In 1521, the Ordinances of Afonso V (Ordenações Afonsinas) of 1446 were replaced by the Ordinances of Manuel I (Ordenações Manuelinas). Under the ordinances, courts were granted the ability to interpret common law, statues, and custom creating opinion for newly arisen situations. In areas of the kingdom without established High Courts, common law and local custom prevailed. Nationals were those born in the territory and leaving the territory without permission of the sovereign was grounds for denaturalization.
In 1603, the Ordinances of Philip I (Ordenações Filipinas) established that Portuguese nationals were children born on the Iberian Peninsula or adjacent islands, Brazil, or to an official in service to the crown in the Portuguese possessions of Africa or Asia, whose father was a native of Portugal, or whose mother was a native of Portugal and was married to a foreigner who had established domicile in Portugal for a minimum of ten years. Those who were not in service to the crown in the colonies (except Brazil) were not considered to be Portuguese.

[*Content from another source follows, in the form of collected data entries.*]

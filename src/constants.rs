pub const NUM_DIGITS: u8 = 4;
pub const NUM_POSITIONS: u8 = 6;
pub const MAX_BRIGHTNESS: u8 = 0xFF;
pub const BRIGHTNESS_STEP: u8 = 0x20; // 256 input levels / 8 hardware steps
pub const DIGITS_FONT: [u8; 10] = [0x3F, 0x06, 0x5B, 0x4F, 0x66, 0x6D, 0x7D, 0x07, 0x7F, 0x6F];

pub mod segment {
    pub const BLANK: u8 = 0x00;
    pub const MINUS_SIGN: u8 = 0x40; // segment g
    pub const COLON_MASK: u8 = 0x80; // bit 7: colon on the second digit
    pub const ALL_SEGMENTS: u8 = 0xFF;
}

/// Data command: selects how the following bytes are interpreted.
#[derive(Clone, Copy, Debug, PartialEq, Eq)]
#[cfg_attr(feature = "defmt", derive(defmt::Format))]
pub enum DataCommand {
    /// Write display registers, address auto-increments after each byte.
    WriteData,
    ReadKeys,
    /// Write display registers, address stays fixed.
    WriteDataFixedPosition,
    TestMode,
}

impl From<DataCommand> for u8 {
    fn from(command: DataCommand) -> u8 {
        match command {
            DataCommand::WriteData => 0x40,
            DataCommand::ReadKeys => 0x42,
            DataCommand::WriteDataFixedPosition => 0x44,
            DataCommand::TestMode => 0x48,
        }
    }
}

/// Address command for one of the six display registers.
#[derive(Clone, Copy, Debug, PartialEq, Eq)]
#[cfg_attr(feature = "defmt", derive(defmt::Format))]
pub enum Position {
    C1,
    C2,
    C3,
    C4,
    C5,
    C6,
}

impl Position {
    const BASE: u8 = 0xC0;

    /// Position at `index` counted from the leftmost register, saturating at the last one.
    pub fn from_index(index: u8) -> Self {
        match index {
            0 => Position::C1,
            1 => Position::C2,
            2 => Position::C3,
            3 => Position::C4,
            4 => Position::C5,
            _ => Position::C6,
        }
    }

    pub fn index(self) -> u8 {
        self as u8
    }
}

impl From<Position> for u8 {
    fn from(position: Position) -> u8 {
        Position::BASE + position.index()
    }
}

/// Display control command. The low three bits carry the brightness step.
#[derive(Clone, Copy, Debug, PartialEq, Eq)]
#[cfg_attr(feature = "defmt", derive(defmt::Format))]
pub enum ControlCommand {
    DisplayOff,
    DisplayOn,
}

impl From<ControlCommand> for u8 {
    fn from(command: ControlCommand) -> u8 {
        match command {
            ControlCommand::DisplayOff => 0x80,
            ControlCommand::DisplayOn => 0x88,
        }
    }
}

/// Logical digit, counting from left to right.
#[derive(Clone, Copy, Debug, PartialEq, Eq)]
#[cfg_attr(feature = "defmt", derive(defmt::Format))]
pub enum Digit {
    D1,
    D2,
    D3,
    D4,
}

impl From<Digit> for Position {
    fn from(digit: Digit) -> Position {
        Position::from_index(digit as u8)
    }
}

/// How values passed to the display operations are split into digits.
#[derive(Clone, Copy, Debug, Default, PartialEq, Eq)]
#[cfg_attr(feature = "defmt", derive(defmt::Format))]
pub enum DigitCoding {
    /// Base-10 digits looked up in [`DIGITS_FONT`].
    #[default]
    PackedDecimal,
    /// Bytes of the value are sent as raw segment patterns.
    RawByte,
}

The Portuguese period on the archipelago fundamentally changed the Asian trading system. The Portuguese dismantled the system of policing the Straits of Malacca to protect commercial vessels and dispersed the trade centers to various ports. The period was characterized by conflict between various sultans and the Portuguese. Islanders quickly mastered navigational and military technology the Portuguese had brought, and the Portuguese were never able to successfully dominate trade. Dutch merchants had acted as middlemen in selling Portuguese spices to Europe, but during the Dutch Revolt (1566–1648) against Spain, their access to spices was curtailed by the Iberian Union of Spain and Portugal. Recognizing the weak position of the Portuguese in the archipelago, Cornelis de Houtman led an expedition in 1595 to Java. Though he lost most of his ships, the profit gained from the spices gathered during the trip spurred other Dutch voyages. In 1598, the Dutch parliament proposed a merger of Dutch trading agents and in 1602, the Dutch East India Company was formed. In 1600 the Dutch won a naval battle at Ambon and joined the Muslim Hituese in an alliance against Portugal. The Portuguese regrouped but in a second battle in 1605, surrendered to the alliance.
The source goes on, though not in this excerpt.